Twenty-five years ago my grandmother was planning a visit to PEI for the first time. She’d been diagnosed with pancreatic cancer, so was operating under “if not now, when?” rules.

My only significant failure as a human being, in my grandmother’s eyes, was that I didn’t have a bed.

After leaving my room at Champlain College at Trent University I slept on a series of (admittedly lumpy, uncomfortable) futons for a decade. In her eyes she hadn’t worked through the Depression for 25 cents an hour to send my father to university to raise a child who didn’t sleep on a proper bed.

If she was going to come and stay with us, in other words, a bed needed to be secured. She could sleep on it during her visit, and then it would become our bed.

I procrastinated.

At the last minute I called up the bed place in Cornwall and ordered up a Queen bed with a split box, the only bed that could be navigated up the tiny stairs of our small house in Kingston. The bed delivery truck arrived on the morning of the day that my grandmother’s flight arrived in the afternoon.

She was impressed. Her efforts had not been in vain.
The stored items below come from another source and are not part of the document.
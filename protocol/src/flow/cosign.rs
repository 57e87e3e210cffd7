//! Cross-node signature collection.
//!
//! ```text
//! BUILT ──self_sign──▶ SELF_SIGNED ──collect_from──▶ AWAITING_REMOTE ──finish──▶ FULLY_SIGNED
//!   └──────────────────────────┴─────────────── any error ──────────────────────▶ FAILED
//! ```
//!
//! The proposal is fixed at construction. Every state change is published
//! on the node's event channel.

use tracing::{debug, info, warn};
use uuid::Uuid;

use super::error::FlowError;
use super::events::{CoSigningState, FlowStep};
use super::{within, NodeServices};
use crate::crypto::keys::ConcordPublicKey;
use crate::identity::NodeName;
use crate::network::{SessionId, SessionMessage, SessionReply};
use crate::transaction::{
    OriginAttestation, ProposedTransaction, SignatureSet, SignedTransaction, TransactionSignature,
};

pub struct CoSigningCoordinator<'a> {
    services: &'a NodeServices,
    flow_id: Uuid,
    session: SessionId,
    proposal: ProposedTransaction,
    signatures: SignatureSet,
    attestation: Option<OriginAttestation>,
    state: CoSigningState,
}

impl<'a> CoSigningCoordinator<'a> {
    pub fn new(services: &'a NodeServices, flow_id: Uuid, proposal: ProposedTransaction) -> Self {
        let coordinator = Self {
            services,
            flow_id,
            session: Uuid::new_v4(),
            proposal,
            signatures: SignatureSet::new(),
            attestation: None,
            state: CoSigningState::Built,
        };
        coordinator.publish();
        coordinator
    }

    pub fn state(&self) -> CoSigningState {
        self.state
    }

    pub fn session(&self) -> SessionId {
        self.session
    }

    pub fn signatures(&self) -> &SignatureSet {
        &self.signatures
    }

    fn publish(&self) {
        debug!(
            tx_id = %self.proposal.id,
            session = %self.session,
            state = %self.state,
            "co-signing state"
        );
        self.services
            .emit(self.flow_id, FlowStep::CoSigning { state: self.state });
    }

    fn transition(&mut self, next: CoSigningState) {
        self.state = next;
        self.publish();
    }

    fn fail(&mut self, err: FlowError) -> FlowError {
        warn!(tx_id = %self.proposal.id, error = %err, "co-signing failed");
        self.transition(CoSigningState::Failed);
        err
    }

    fn expect_state(&mut self, allowed: &[CoSigningState], op: &str) -> Result<(), FlowError> {
        if allowed.contains(&self.state) {
            Ok(())
        } else {
            let state = self.state;
            Err(self.fail(FlowError::Protocol(format!("{op} not allowed in state {state}"))))
        }
    }

    fn snapshot(&self) -> Result<SignedTransaction, FlowError> {
        let attestation = self
            .attestation
            .clone()
            .ok_or_else(|| FlowError::Protocol("transaction has no origin attestation".into()))?;
        Ok(SignedTransaction {
            proposal: self.proposal.clone(),
            signatures: self.signatures.clone(),
            attestation,
        })
    }

    fn sign_locally(
        &self,
        keys: &[ConcordPublicKey],
    ) -> Result<(SignatureSet, OriginAttestation), FlowError> {
        let kms = self.services.kms.as_ref();
        let mut signatures = SignatureSet::new();
        for key in keys {
            let sig = TransactionSignature::create(&self.proposal, key, kms)?;
            signatures.merge(&self.proposal, sig)?;
        }
        let attestation =
            OriginAttestation::create(&self.proposal, self.services.identity.clone(), kms)?;
        Ok((signatures, attestation))
    }

    /// Sign with the local `keys` and attach the node's origin attestation.
    pub fn self_sign(&mut self, keys: &[ConcordPublicKey]) -> Result<(), FlowError> {
        self.expect_state(&[CoSigningState::Built], "self-sign")?;

        let result = self.sign_locally(keys);

        match result {
            Ok((signatures, attestation)) => {
                self.signatures = signatures;
                self.attestation = Some(attestation);
                self.transition(CoSigningState::SelfSigned);
                Ok(())
            }
            Err(e) => Err(self.fail(e)),
        }
    }

    /// Ask `counterparty` to re-verify and sign with `keys`.
    pub async fn collect_from(
        &mut self,
        counterparty: &NodeName,
        keys: Vec<ConcordPublicKey>,
    ) -> Result<(), FlowError> {
        self.expect_state(
            &[CoSigningState::SelfSigned, CoSigningState::AwaitingRemote],
            "remote signature request",
        )?;
        let transaction = match self.snapshot() {
            Ok(tx) => tx,
            Err(e) => return Err(self.fail(e)),
        };
        self.transition(CoSigningState::AwaitingRemote);

        let message = SessionMessage::CollectSignatures {
            session: self.session,
            transaction,
            keys: keys.clone(),
        };
        let after = self.services.config.signature_timeout();
        let sent = within(
            "signature request",
            after,
            self.services.transport.send(counterparty, message),
        )
        .await;

        let reply = match sent {
            Ok(Ok(reply)) => reply,
            Ok(Err(e)) => return Err(self.fail(e.into())),
            Err(e) => return Err(self.fail(e)),
        };

        match reply {
            SessionReply::Signatures(sigs) => {
                for sig in sigs {
                    if !keys.contains(&sig.by) {
                        let err = FlowError::Protocol(format!(
                            "{counterparty} signed with unrequested key {}",
                            sig.by.to_base58()
                        ));
                        return Err(self.fail(err));
                    }
                    if let Err(e) = self.signatures.merge(&self.proposal, sig) {
                        return Err(self.fail(e.into()));
                    }
                }
                info!(
                    tx_id = %self.proposal.id,
                    %counterparty,
                    collected = self.signatures.len(),
                    "counterparty signatures merged"
                );
                Ok(())
            }
            SessionReply::Rejected { reason } => Err(self.fail(FlowError::Rejected { reason })),
            SessionReply::Error { message } => Err(self.fail(FlowError::Protocol(format!(
                "{counterparty} could not process signature request: {message}"
            )))),
            other => Err(self.fail(FlowError::Protocol(format!(
                "unexpected reply to signature request: {other:?}"
            )))),
        }
    }

    /// Close collection. Fails unless every command signer has signed.
    pub fn finish(mut self) -> Result<SignedTransaction, FlowError> {
        let missing = self.signatures.missing(&self.proposal);
        if !missing.is_empty() {
            let missing = missing.iter().map(|k| k.to_hex()).collect();
            return Err(self.fail(FlowError::IncompleteSignatures { missing }));
        }
        let signed = match self.snapshot() {
            Ok(signed) => signed,
            Err(e) => return Err(self.fail(e)),
        };
        self.transition(CoSigningState::FullySigned);
        Ok(signed)
    }
}
//! # Storage Module
//!
//! The node vault: finalized transactions and the records they created,
//! indexed by account so the uniqueness guard can ask "does this account
//! already have an active record?" cheaply.
//!
//! Flows talk to the [`RecordStore`] trait; [`LedgerDB`] is the sled-backed
//! implementation. bincode on disk, JSON only at the API edge.

pub mod db;

pub use db::{DbError, DbResult, LedgerDB, RecordRole, RecordStatus, RecordStore, StoredRecord};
We had a delightful visit.

She returned home to find that she didn’t have pancreatic cancer at all and was, in fact, perfectly healthy.

The bed remained. Olivia was conceived on it. It moved to town with us. It was a good bed. Solid. Comfortable. It served us well. Eventually it became the guest bed, as we acquired a larger king-size bed for ourselves. And then it became Olivia’s bed.

It started to get lumpy. The frame collapsed underneath it (something Olivia forgot to tell me; she slept at a 10 degree angle for months without me knowing) and it got set in the floor.

Another two years passed.

You know, Olivia could really use a new bed,” L. told me a few weeks ago (her fresh eyes are proving helpful in so many ways!).

And so I ordered up a new bed, an exploding bed from Endy, the same model I bought last year that’s proved comfortable to all who’ve slept on it.

The new bed arrived. We set it up. Olivia has been sleeping well. Better.

What of the old bed? Too big for the Kia Soul. Removalists wanted $75 to cart it to the waste depot.

And then a friend with pickup truck appeared. I crunched the mattress and box springs down the stairs by myself, using gravity to good end. Loaded them up in the truck.

And off went the bed.

It’s been a week of much unburdening.